GOT CORRIDOR, WILL TRAVEL

Across Eurasia, BRICS nations are moving on integration projects. A developing Bangladesh-China-India-Myanmar economic corridor is a typical example. It is now being reconfigured as a multilane highway between India and China.

Meanwhile, Iran and Russia are developing a transportation corridor from the Persian Gulf and the Gulf of Oman to the Caspian Sea and the Volga River. Azerbaijan will be connected to the Caspian part of this corridor, while India is planning to use Iran’s southern ports to improve its access to Russia and Central Asia. Now, add in a maritime corridor that will stretch from the Indian city of Mumbai to the Iranian port of Bandar Abbas and then on to the southern Russian city of Astrakhan. And this just scratches the surface of the planning underway.

Years ago, Vladimir Putin suggested that there could be a “Greater Europe” stretching from Lisbon, Portugal, on the Atlantic to the Russian city of Vladivostok on the Pacific. The EU, under Washington’s thumb, ignored him. Then the Chinese started dreaming about and planning new Silk Roads that would, in reverse Marco Polo fashion, extend from Shanghai to Venice (and then on to Berlin).

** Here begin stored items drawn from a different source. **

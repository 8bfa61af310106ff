//! Semantic cache configuration

use serde::{Deserialize, Serialize};

use crate::domain::DomainError;

use super::decision::ThresholdPolicy;

/// Configuration for the semantic cache
#[derive(Debug, Clone, Serialize, Deserialize)]
pub struct SemanticCacheConfig {
    /// Embedding dimension every record must have
    #[serde(default = "default_dimensions")]
    pub dimensions: usize,

    /// Cosine distance at or below which a lookup is a hit
    #[serde(default = "default_threshold")]
    pub threshold: f32,

    /// Write a snapshot when the server shuts down
    #[serde(default = "default_true")]
    pub snapshot_on_shutdown: bool,
}

fn default_dimensions() -> usize {
    768
}

fn default_threshold() -> f32 {
    0.1
}

fn default_true() -> bool {
    true
}

impl Default for SemanticCacheConfig {
    fn default() -> Self {
        Self {
            dimensions: default_dimensions(),
            threshold: default_threshold(),
            snapshot_on_shutdown: default_true(),
        }
    }
}

impl SemanticCacheConfig {
    pub fn new() -> Self {
        Self::default()
    }

    pub fn with_dimensions(mut self, dimensions: usize) -> Self {
        self.dimensions = dimensions;
        self
    }

    pub fn with_threshold(mut self, threshold: f32) -> Self {
        self.threshold = threshold;
        self
    }

    pub fn with_snapshot_on_shutdown(mut self, enabled: bool) -> Self {
        self.snapshot_on_shutdown = enabled;
        self
    }

    /// The hit predicate built from the configured threshold
    pub fn policy(&self) -> Result<ThresholdPolicy, DomainError> {
        ThresholdPolicy::new(self.threshold)
    }

    pub fn validate(&self) -> Result<(), DomainError> {
        if self.dimensions == 0 {
            return Err(DomainError::configuration("cache.dimensions must be positive"));
        }

        self.policy().map(|_| ())
    }
}
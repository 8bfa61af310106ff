//! Hit/miss classification and lookup results

use serde::Serialize;

use crate::domain::index::IndexStats;
use crate::domain::record::{Record, RecordId};
use crate::domain::DomainError;

/// Largest possible cosine distance
const MAX_DISTANCE: f32 = 2.0;

/// Outcome of a cache lookup
#[derive(Debug, Clone, Copy, PartialEq, Eq, Serialize)]
#[serde(rename_all = "UPPERCASE")]
pub enum Verdict {
    Hit,
    Miss,
}

impl Verdict {
    pub fn as_str(&self) -> &'static str {
        match self {
            Self::Hit => "hit",
            Self::Miss => "miss",
        }
    }
}

/// The single hit predicate: `distance <= threshold`
#[derive(Debug, Clone, Copy, PartialEq)]
pub struct ThresholdPolicy {
    threshold: f32,
}

impl ThresholdPolicy {
    pub fn new(threshold: f32) -> Result<Self, DomainError> {
        if !threshold.is_finite() || !(0.0..=MAX_DISTANCE).contains(&threshold) {
            return Err(DomainError::configuration(format!(
                "threshold must be a cosine distance in [0, 2], got {}",
                threshold
            )));
        }

        Ok(Self { threshold })
    }

    pub fn threshold(&self) -> f32 {
        self.threshold
    }

    /// Inclusive at the boundary
    pub fn is_hit(&self, distance: f32) -> bool {
        distance <= self.threshold
    }

    /// Classify the best candidate distance, if there is one
    pub fn classify(&self, distance: Option<f32>) -> Verdict {
        match distance {
            Some(d) if self.is_hit(d) => Verdict::Hit,
            _ => Verdict::Miss,
        }
    }
}

/// Full record of one lookup
#[derive(Debug, Clone, PartialEq)]
pub struct CacheDecision {
    pub query_text: String,
    pub query_vector: Vec<f32>,
    /// Closest record before the query was appended
    pub nearest: Option<Record>,
    pub distance: Option<f32>,
    pub verdict: Verdict,
    /// Record the query itself was stored as
    pub stored: RecordId,
}

impl CacheDecision {
    pub fn is_hit(&self) -> bool {
        self.verdict == Verdict::Hit
    }

    pub fn lookup(&self) -> CacheLookup {
        CacheLookup::from(self)
    }
}

/// Caller-facing view of a decision; result and score are only set on a hit
#[derive(Debug, Clone, PartialEq, Serialize)]
pub struct CacheLookup {
    pub hit: bool,
    pub result: Option<String>,
    pub score: Option<f32>,
}

impl From<&CacheDecision> for CacheLookup {
    fn from(decision: &CacheDecision) -> Self {
        match (decision.verdict, &decision.nearest) {
            (Verdict::Hit, Some(record)) => Self {
                hit: true,
                result: Some(record.text().to_string()),
                score: decision.distance,
            },
            _ => Self {
                hit: false,
                result: None,
                score: None,
            },
        }
    }
}

/// Cache statistics
#[derive(Debug, Clone, Default, PartialEq, Serialize)]
pub struct CacheStats {
    /// Records in the store
    pub records: usize,
    /// Entries in the similarity index
    pub indexed: usize,
    pub hits: u64,
    pub misses: u64,
    pub threshold: f32,
    pub dimensions: usize,
    pub index: IndexStats,
}

impl CacheStats {
    /// Hit rate as a percentage
    pub fn hit_rate(&self) -> f64 {
        let total = self.hits + self.misses;
        if total == 0 {
            0.0
        } else {
            (self.hits as f64 / total as f64) * 100.0
        }
    }
}

#[cfg(test)]
mod tests {
    use super::*;
    use crate::domain::record::NewRecord;

    fn decision(verdict: Verdict, distance: Option<f32>) -> CacheDecision {
        CacheDecision {
            query_text: "query".to_string(),
            query_vector: vec![1.0, 0.0],
            nearest: Some(NewRecord::new("cached", vec![1.0, 0.0]).commit()),
            distance,
            verdict,
            stored: RecordId::generate(),
        }
    }

    #[test]
    fn test_threshold_boundary_is_inclusive() {
        let policy = ThresholdPolicy::new(0.1).unwrap();

        assert!(policy.is_hit(0.1));
        assert!(policy.is_hit(0.0));
        assert!(!policy.is_hit(0.100_001));
        for _ in 0..10 {
            assert_eq!(policy.classify(Some(0.1)), Verdict::Hit);
        }
    }

    #[test]
    fn test_no_candidate_is_miss() {
        let policy = ThresholdPolicy::new(2.0).unwrap();
        assert_eq!(policy.classify(None), Verdict::Miss);
    }

    #[test]
    fn test_invalid_threshold() {
        assert!(ThresholdPolicy::new(-0.01).is_err());
        assert!(ThresholdPolicy::new(2.01).is_err());
        assert!(ThresholdPolicy::new(f32::INFINITY).is_err());
        assert!(ThresholdPolicy::new(0.0).is_ok());
    }

    #[test]
    fn test_lookup_view_on_hit() {
        let lookup = decision(Verdict::Hit, Some(0.01)).lookup();

        assert!(lookup.hit);
        assert_eq!(lookup.result.as_deref(), Some("cached"));
        assert_eq!(lookup.score, Some(0.01));
    }

    #[test]
    fn test_lookup_view_hides_miss_candidate() {
        let lookup = decision(Verdict::Miss, Some(0.7)).lookup();

        assert!(!lookup.hit);
        assert!(lookup.result.is_none());
        assert!(lookup.score.is_none());
    }

    #[test]
    fn test_verdict_serialization() {
        assert_eq!(serde_json::to_string(&Verdict::Hit).unwrap(), "\"HIT\"");
        assert_eq!(Verdict::Miss.as_str(), "miss");
    }

    #[test]
    fn test_hit_rate() {
        let stats = CacheStats {
            hits: 3,
            misses: 1,
            ..Default::default()
        };
        assert!((stats.hit_rate() - 75.0).abs() < f64::EPSILON);
        assert_eq!(CacheStats::default().hit_rate(), 0.0);
    }
}
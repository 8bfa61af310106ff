//! HTTP API types

pub mod cache;
pub mod error;
pub mod json;

pub use cache::{
    ApiResponse, AppInfo, InsertionData, InsertionRequest, RefreshData, SearchData, StatsData,
    VectorizeData,
};
pub use error::{ApiError, ApiErrorResponse};
pub use json::Json;
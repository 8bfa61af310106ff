//! Application state for shared services

use std::sync::Arc;

use crate::infrastructure::services::{RefreshService, SemanticCacheService};

/// Application state shared by every handler
#[derive(Debug, Clone)]
pub struct AppState {
    pub cache: Arc<SemanticCacheService>,
    pub refresh: Arc<RefreshService>,
}

impl AppState {
    pub fn new(cache: Arc<SemanticCacheService>, refresh: Arc<RefreshService>) -> Self {
        Self { cache, refresh }
    }
}
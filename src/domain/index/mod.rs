//! Similarity index domain - the derived, rebuildable ANN structure

mod metric;

pub use metric::{cosine_distance, dot_product, normalize, validate_vector};

use std::fmt::Debug;

use serde::Serialize;

use crate::domain::record::{Record, RecordId};
use crate::domain::DomainError;

/// A search hit: record id and its cosine distance to the query
#[derive(Debug, Clone, Copy, PartialEq, Serialize)]
pub struct Neighbor {
    pub id: RecordId,
    pub distance: f32,
}

/// Shape of the index graph
#[derive(Debug, Clone, Default, PartialEq, Eq, Serialize)]
pub struct IndexStats {
    /// Number of indexed vectors
    pub nodes: usize,
    /// Highest populated layer
    pub max_layer: usize,
    /// Directed edges across all layers
    pub edges: usize,
    /// Nodes present on each layer, base layer first
    pub layer_counts: Vec<usize>,
}

/// Approximate nearest-neighbour index over record vectors
///
/// Never authoritative: the record store is, and `rebuild` regenerates the
/// index from it. Distances are cosine distances, smaller is closer.
pub trait SimilarityIndex: Send + Sync + Debug {
    /// Dimension every vector must have
    fn dimensions(&self) -> usize;

    /// Check a vector without touching the index
    fn validate(&self, vector: &[f32]) -> Result<(), DomainError> {
        validate_vector(vector, self.dimensions())
    }

    /// Add a vector under the given record id
    fn insert(&mut self, id: RecordId, vector: &[f32]) -> Result<(), DomainError>;

    /// Up to `k` nearest entries, ascending by distance
    fn search(&self, vector: &[f32], k: usize) -> Result<Vec<Neighbor>, DomainError>;

    /// Drop everything and re-insert the given records in order
    fn rebuild(&mut self, records: &[Record]) -> Result<(), DomainError> {
        self.clear();

        for record in records {
            self.insert(record.id(), record.vector())?;
        }

        Ok(())
    }

    /// Remove every entry
    fn clear(&mut self);

    /// Number of indexed entries
    fn len(&self) -> usize;

    fn is_empty(&self) -> bool {
        self.len() == 0
    }

    fn contains(&self, id: &RecordId) -> bool;

    fn stats(&self) -> IndexStats;
}
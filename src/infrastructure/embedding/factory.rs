use serde::Deserialize;
use std::sync::Arc;
use std::time::Duration;

use super::failover::FailoverEmbeddingProvider;
use super::http_client::HttpClient;
use super::{OllamaEmbeddingProvider, OpenAiEmbeddingProvider};
use crate::domain::{DomainError, EmbeddingProvider};

/// Embedding backend kind
#[derive(Debug, Clone, Copy, PartialEq, Eq, Deserialize)]
#[serde(rename_all = "snake_case")]
pub enum EmbeddingBackendKind {
    Ollama,
    #[serde(alias = "open_ai")]
    Openai,
}

/// One embedding backend
#[derive(Debug, Clone, Deserialize)]
pub struct EmbeddingBackendConfig {
    pub kind: EmbeddingBackendKind,
    pub base_url: String,
    pub model: String,
    #[serde(default)]
    pub api_key: Option<String>,
    /// Requested output size, for backends that can shorten embeddings
    #[serde(default)]
    pub dimensions: Option<usize>,
}

impl Default for EmbeddingBackendConfig {
    fn default() -> Self {
        Self {
            kind: EmbeddingBackendKind::Ollama,
            base_url: "http://localhost:11434".to_string(),
            model: "nomic-embed-text".to_string(),
            api_key: None,
            dimensions: None,
        }
    }
}

/// Embedding configuration: a primary backend and an optional fallback
#[derive(Debug, Clone, Deserialize)]
pub struct EmbeddingConfig {
    #[serde(default)]
    pub primary: EmbeddingBackendConfig,
    #[serde(default)]
    pub fallback: Option<EmbeddingBackendConfig>,
    #[serde(default = "default_timeout_ms")]
    pub timeout_ms: u64,
}

fn default_timeout_ms() -> u64 {
    30_000
}

impl Default for EmbeddingConfig {
    fn default() -> Self {
        Self {
            primary: EmbeddingBackendConfig::default(),
            fallback: None,
            timeout_ms: default_timeout_ms(),
        }
    }
}

impl EmbeddingConfig {
    pub fn timeout(&self) -> Duration {
        Duration::from_millis(self.timeout_ms)
    }
}

/// Factory for creating embedding providers
#[derive(Debug)]
pub struct EmbeddingProviderFactory;

impl EmbeddingProviderFactory {
    /// Build the failover provider described by the configuration
    pub fn create(config: &EmbeddingConfig) -> Result<Arc<dyn EmbeddingProvider>, DomainError> {
        if config.timeout_ms == 0 {
            return Err(DomainError::configuration("embedding.timeout_ms must be positive"));
        }

        let primary = Self::create_backend(&config.primary, config.timeout())?;
        let mut provider = FailoverEmbeddingProvider::new(primary, config.timeout());

        if let Some(fallback) = &config.fallback {
            provider = provider.with_fallback(Self::create_backend(fallback, config.timeout())?);
        }

        Ok(Arc::new(provider))
    }

    /// Create a single backend
    pub fn create_backend(
        config: &EmbeddingBackendConfig,
        timeout: Duration,
    ) -> Result<Arc<dyn EmbeddingProvider>, DomainError> {
        if config.model.trim().is_empty() {
            return Err(DomainError::configuration("embedding model must not be empty"));
        }

        let http_client = HttpClient::with_timeout(timeout)?;

        match config.kind {
            EmbeddingBackendKind::Ollama => {
                let provider = OllamaEmbeddingProvider::with_base_url(http_client, &config.base_url)
                    .with_model(&config.model);
                Ok(Arc::new(provider))
            }

            EmbeddingBackendKind::Openai => {
                let api_key = config.api_key.as_deref().ok_or_else(|| {
                    DomainError::configuration("OpenAI embedding backend requires api_key")
                })?;

                let provider =
                    OpenAiEmbeddingProvider::with_base_url(http_client, api_key, &config.base_url)
                        .with_model(&config.model)
                        .with_output_dimensions(config.dimensions);
                Ok(Arc::new(provider))
            }
        }
    }
}
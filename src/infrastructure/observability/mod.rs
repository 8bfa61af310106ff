//! Observability infrastructure - Prometheus metrics

mod config;
mod metrics;

pub use config::MetricsConfig;
pub use metrics::{
    create_metrics_router, init_metrics, record_embedding_request, record_lookup,
    record_refresh, set_record_count, PrometheusMetrics,
};
//! JSON extractor and response wrapper

use axum::{
    extract::{rejection::JsonRejection as AxumRejection, FromRequest, Request},
    response::{IntoResponse, Response},
    Json as AxumJson,
};
use serde::{de::DeserializeOwned, Serialize};

use super::error::ApiError;

/// `axum::Json` whose rejections are rendered as [`ApiError`]s
#[derive(Debug, Clone, Copy, Default)]
pub struct Json<T>(pub T);

impl<S, T> FromRequest<S> for Json<T>
where
    T: DeserializeOwned,
    S: Send + Sync,
{
    type Rejection = ApiError;

    async fn from_request(req: Request, state: &S) -> Result<Self, Self::Rejection> {
        AxumJson::<T>::from_request(req, state)
            .await
            .map(|AxumJson(value)| Json(value))
            .map_err(rejection_error)
    }
}

impl<T: Serialize> IntoResponse for Json<T> {
    fn into_response(self) -> Response {
        AxumJson(self.0).into_response()
    }
}

fn rejection_error(rejection: AxumRejection) -> ApiError {
    let message = match &rejection {
        AxumRejection::JsonDataError(err) => format!("Invalid JSON data: {}", err.body_text()),
        AxumRejection::JsonSyntaxError(err) => format!("Invalid JSON syntax: {}", err.body_text()),
        AxumRejection::MissingJsonContentType(_) => {
            "Missing Content-Type header. Expected 'application/json'.".to_string()
        }
        AxumRejection::BytesRejection(err) => {
            format!("Failed to read request body: {}", err.body_text())
        }
        _ => "Invalid JSON request".to_string(),
    };

    let mut error = ApiError::bad_request(message).with_code("json_parse_error");
    error.status = rejection.status();
    error
}
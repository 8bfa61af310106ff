//! OpenAI-compatible embedding provider implementation

use async_trait::async_trait;
use serde::Deserialize;

use super::http_client::attribute;
use super::HttpClientTrait;
use crate::domain::embedding::{Embedding, EmbeddingProvider, EmbeddingRequest};
use crate::domain::DomainError;

const DEFAULT_OPENAI_BASE_URL: &str = "https://api.openai.com";
const DEFAULT_OPENAI_MODEL: &str = "text-embedding-3-small";

/// Known OpenAI embedding models and their dimensions
const EMBEDDING_MODELS: &[(&str, usize)] = &[
    ("text-embedding-3-small", 1536),
    ("text-embedding-3-large", 3072),
    ("text-embedding-ada-002", 1536),
];

/// OpenAI embedding provider
#[derive(Debug)]
pub struct OpenAiEmbeddingProvider<C: HttpClientTrait> {
    client: C,
    auth_header: String,
    base_url: String,
    model: String,
    /// Shortened output size, supported by the text-embedding-3 family
    output_dimensions: Option<usize>,
}

impl<C: HttpClientTrait> OpenAiEmbeddingProvider<C> {
    /// Create a new OpenAI embedding provider
    pub fn new(client: C, api_key: impl Into<String>) -> Self {
        Self::with_base_url(client, api_key, DEFAULT_OPENAI_BASE_URL)
    }

    /// Create a new provider with custom base URL
    pub fn with_base_url(
        client: C,
        api_key: impl Into<String>,
        base_url: impl Into<String>,
    ) -> Self {
        let api_key = api_key.into();
        let auth_header = format!("Bearer {}", api_key);
        let base_url = base_url.into().trim_end_matches('/').to_string();

        Self {
            client,
            auth_header,
            base_url,
            model: DEFAULT_OPENAI_MODEL.to_string(),
            output_dimensions: None,
        }
    }

    pub fn with_model(mut self, model: impl Into<String>) -> Self {
        self.model = model.into();
        self
    }

    pub fn with_output_dimensions(mut self, dimensions: Option<usize>) -> Self {
        self.output_dimensions = dimensions;
        self
    }

    fn embeddings_url(&self) -> String {
        format!("{}/v1/embeddings", self.base_url)
    }

    fn headers(&self) -> Vec<(&str, &str)> {
        vec![
            ("Authorization", self.auth_header.as_str()),
            ("Content-Type", "application/json"),
        ]
    }

    fn parse_response(&self, json: serde_json::Value) -> Result<Embedding, DomainError> {
        let response: OpenAiEmbeddingResponse = serde_json::from_value(json).map_err(|e| {
            DomainError::provider_unavailable(
                "openai",
                format!("Failed to parse embedding response: {}", e),
            )
        })?;

        let data = response
            .data
            .into_iter()
            .min_by_key(|d| d.index)
            .ok_or_else(|| DomainError::provider_unavailable("openai", "response carried no embedding"))?;

        Ok(Embedding::new(response.model, data.embedding))
    }
}

#[async_trait]
impl<C: HttpClientTrait> EmbeddingProvider for OpenAiEmbeddingProvider<C> {
    async fn embed(&self, request: EmbeddingRequest) -> Result<Embedding, DomainError> {
        request.validate()?;

        let url = self.embeddings_url();
        let mut body = serde_json::json!({
            "model": request.model(),
            "input": request.text(),
        });
        if let Some(dimensions) = self.output_dimensions {
            body["dimensions"] = dimensions.into();
        }

        let response = self
            .client
            .post_json(&url, self.headers(), &body)
            .await
            .map_err(|e| attribute(e, "openai"))?;

        self.parse_response(response)
    }

    fn provider_name(&self) -> &str {
        "openai"
    }

    fn default_model(&self) -> &str {
        &self.model
    }

    fn dimensions(&self, model: &str) -> Option<usize> {
        if model == self.model && self.output_dimensions.is_some() {
            return self.output_dimensions;
        }

        EMBEDDING_MODELS
            .iter()
            .find(|(name, _)| *name == model)
            .map(|(_, dims)| *dims)
    }
}

// OpenAI API types for embeddings

#[derive(Debug, Deserialize)]
struct OpenAiEmbeddingResponse {
    model: String,
    data: Vec<OpenAiEmbeddingData>,
}

#[derive(Debug, Deserialize)]
struct OpenAiEmbeddingData {
    index: usize,
    embedding: Vec<f32>,
}
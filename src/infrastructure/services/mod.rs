//! Infrastructure services

mod refresh_service;
mod semantic_cache_service;

pub use refresh_service::{RefreshReport, RefreshService};
pub use semantic_cache_service::{RotationGuard, SemanticCacheService};
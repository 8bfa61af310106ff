//! Request and response bodies for the cache endpoints
//!
//! Every successful response is an envelope of a human-readable message and
//! an endpoint specific `data` object.

use serde::{Deserialize, Serialize};

use crate::domain::record::{RecordId, RecordMetadata};
use crate::domain::semantic_cache::{CacheDecision, CacheStats};

/// Response envelope
#[derive(Debug, Clone, Serialize, Deserialize)]
pub struct ApiResponse<T> {
    pub message: String,
    pub data: T,
}

impl<T> ApiResponse<T> {
    pub fn new(message: impl Into<String>, data: T) -> Self {
        Self {
            message: message.into(),
            data,
        }
    }
}

#[derive(Debug, Clone, Serialize, Deserialize)]
pub struct AppInfo {
    pub app_name: String,
    pub app_version: String,
}

#[derive(Debug, Clone, Serialize, Deserialize)]
pub struct VectorizeData {
    pub response: Vec<f32>,
}

/// Body of `POST /api/insertion/{text}`
#[derive(Debug, Clone, Deserialize)]
pub struct InsertionRequest {
    pub embedding: Vec<f32>,
    #[serde(default)]
    pub metadata: Option<RecordMetadata>,
}

#[derive(Debug, Clone, Serialize, Deserialize)]
pub struct InsertionData {
    pub response: String,
    pub id: RecordId,
}

/// Search result; `response` and `score` are null on a miss
#[derive(Debug, Clone, Serialize, Deserialize)]
pub struct SearchData {
    pub response: Option<String>,
    pub score: Option<f32>,
}

impl From<&CacheDecision> for SearchData {
    fn from(decision: &CacheDecision) -> Self {
        let lookup = decision.lookup();
        Self {
            response: lookup.result,
            score: lookup.score,
        }
    }
}

#[derive(Debug, Clone, Serialize, Deserialize)]
pub struct RefreshData {
    pub response: Option<String>,
    pub exported: usize,
}

#[derive(Debug, Clone, Serialize)]
pub struct StatsData {
    #[serde(flatten)]
    pub stats: CacheStats,
    pub hit_rate: f64,
}

impl From<CacheStats> for StatsData {
    fn from(stats: CacheStats) -> Self {
        Self {
            hit_rate: stats.hit_rate(),
            stats,
        }
    }
}
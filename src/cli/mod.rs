//! CLI module for the semantic cache
//!
//! - `serve`: HTTP server (default)
//! - `refresh`: snapshot and clear the persisted cache, then exit
//! - `stats`: print cache statistics as JSON

pub mod refresh;
pub mod serve;
pub mod stats;

use clap::{Parser, Subcommand};

use crate::config::AppConfig;

/// PMP Semantic Cache - answers near-duplicate queries from a vector store
#[derive(Parser)]
#[command(name = "pmp-semantic-cache")]
#[command(version, about, long_about = None)]
pub struct Cli {
    #[command(subcommand)]
    pub command: Option<Command>,
}

#[derive(Subcommand, Debug, Clone, Copy, PartialEq, Eq)]
pub enum Command {
    /// Run the HTTP server
    Serve,

    /// Snapshot the persisted records, then clear them
    Refresh,

    /// Print cache statistics
    Stats,
}

/// Dispatch a command; no subcommand means `serve`
pub async fn run(command: Option<Command>, config: AppConfig) -> anyhow::Result<()> {
    match command.unwrap_or(Command::Serve) {
        Command::Serve => serve::run(config).await,
        Command::Refresh => refresh::run(config).await,
        Command::Stats => stats::run(config).await,
    }
}
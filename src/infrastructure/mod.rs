//! Infrastructure layer - External service implementations

pub mod embedding;
pub mod index;
pub mod logging;
pub mod observability;
pub mod services;
pub mod snapshot;
pub mod storage;
//! Semantic cache domain models
//!
//! Matches queries by embedding distance rather than exact text: a query
//! whose nearest stored record lies within the threshold is a hit.

mod config;
mod decision;

pub use config::SemanticCacheConfig;
pub use decision::{CacheDecision, CacheLookup, CacheStats, ThresholdPolicy, Verdict};
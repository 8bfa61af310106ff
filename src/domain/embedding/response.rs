//! Embedding response types

use serde::{Deserialize, Serialize};

/// An embedding vector returned by a provider
#[derive(Debug, Clone, PartialEq, Serialize, Deserialize)]
pub struct Embedding {
    /// Model that produced the vector
    model: String,
    /// The embedding vector
    embedding: Vec<f32>,
}

impl Embedding {
    /// Create a new embedding
    pub fn new(model: impl Into<String>, embedding: Vec<f32>) -> Self {
        Self {
            model: model.into(),
            embedding,
        }
    }

    /// Get the model
    pub fn model(&self) -> &str {
        &self.model
    }

    /// Get the embedding vector
    pub fn vector(&self) -> &[f32] {
        &self.embedding
    }

    /// Get the embedding dimensions
    pub fn dimensions(&self) -> usize {
        self.embedding.len()
    }

    /// Consume and return the vector
    pub fn into_vector(self) -> Vec<f32> {
        self.embedding
    }
}

#[cfg(test)]
mod tests {
    use super::*;

    #[test]
    fn test_embedding_accessors() {
        let embedding = Embedding::new("nomic-embed-text", vec![0.1, 0.2, 0.3]);

        assert_eq!(embedding.model(), "nomic-embed-text");
        assert_eq!(embedding.dimensions(), 3);
        assert_eq!(embedding.into_vector(), vec![0.1, 0.2, 0.3]);
    }
}
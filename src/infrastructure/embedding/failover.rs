//! Two-tier embedding provider: a primary backend with an optional fallback

use std::sync::Arc;
use std::time::Duration;

use async_trait::async_trait;
use tracing::{debug, warn};

use crate::domain::embedding::{Embedding, EmbeddingProvider, EmbeddingRequest};
use crate::domain::DomainError;
use crate::infrastructure::observability::record_embedding_request;

/// The one place that decides whether the fallback gets a turn
///
/// Only an unreachable or slow primary qualifies; a rejected input would be
/// rejected by any backend.
pub fn should_failover(error: &DomainError) -> bool {
    matches!(
        error,
        DomainError::ProviderUnavailable { .. } | DomainError::Timeout { .. }
    )
}

/// Provider that bounds every backend call and fails over at most once
#[derive(Debug)]
pub struct FailoverEmbeddingProvider {
    primary: Arc<dyn EmbeddingProvider>,
    fallback: Option<Arc<dyn EmbeddingProvider>>,
    timeout: Duration,
}

impl FailoverEmbeddingProvider {
    pub fn new(primary: Arc<dyn EmbeddingProvider>, timeout: Duration) -> Self {
        Self {
            primary,
            fallback: None,
            timeout,
        }
    }

    pub fn with_fallback(mut self, fallback: Arc<dyn EmbeddingProvider>) -> Self {
        self.fallback = Some(fallback);
        self
    }

    async fn attempt(
        &self,
        provider: &dyn EmbeddingProvider,
        request: EmbeddingRequest,
    ) -> Result<Embedding, DomainError> {
        let name = provider.provider_name().to_string();

        let result = match tokio::time::timeout(self.timeout, provider.embed(request)).await {
            Ok(result) => result,
            Err(_) => Err(DomainError::timeout(format!("embedding via {}", name), self.timeout)),
        };

        record_embedding_request(&name, result.is_ok());
        result
    }
}

#[async_trait]
impl EmbeddingProvider for FailoverEmbeddingProvider {
    async fn embed(&self, request: EmbeddingRequest) -> Result<Embedding, DomainError> {
        request.validate()?;

        let error = match self.attempt(self.primary.as_ref(), request.clone()).await {
            Ok(embedding) => return Ok(embedding),
            Err(error) => error,
        };

        match &self.fallback {
            Some(fallback) if should_failover(&error) => {
                warn!(
                    primary = self.primary.provider_name(),
                    fallback = fallback.provider_name(),
                    error = %error,
                    "Primary embedding backend failed, trying fallback"
                );

                let request = request.with_model(fallback.default_model());
                self.attempt(fallback.as_ref(), request).await
            }
            _ => {
                debug!(error = %error, "Embedding failed without failover");
                Err(error)
            }
        }
    }

    fn provider_name(&self) -> &str {
        self.primary.provider_name()
    }

    fn default_model(&self) -> &str {
        self.primary.default_model()
    }

    fn dimensions(&self, model: &str) -> Option<usize> {
        self.primary.dimensions(model)
    }
}
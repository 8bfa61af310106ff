//! Snapshot export of cache content

use std::fmt::Debug;
use std::path::PathBuf;

use async_trait::async_trait;

use crate::domain::record::Record;
use crate::domain::DomainError;

#[cfg(test)]
use mockall::automock;

/// Durable export of every record, taken before the store is cleared
///
/// A successful `write` replaces the previous snapshot as a whole; a failed
/// one leaves it untouched.
#[cfg_attr(test, automock)]
#[async_trait]
pub trait SnapshotWriter: Send + Sync + Debug {
    /// Where the snapshot lands
    fn location(&self) -> PathBuf;

    /// Persist the records in the given order, returning how many were written
    async fn write(&self, records: &[Record]) -> Result<usize, DomainError>;
}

Thanks to a set of cross-pollinating political institutions, investment funds, development banks, financial systems, and infrastructure projects that, to date, remain largely under Washington’s radar, a free-trade Eurasian heartland is being born. It will someday link China and Russia to Europe, Southwest Asia, and even Africa. It promises to be an astounding development. Keep your eyes, if you can, on the accumulating facts on the ground, even if they are rarely covered in the American media. They represent the New Great—emphasis on that word—Game in Eurasia.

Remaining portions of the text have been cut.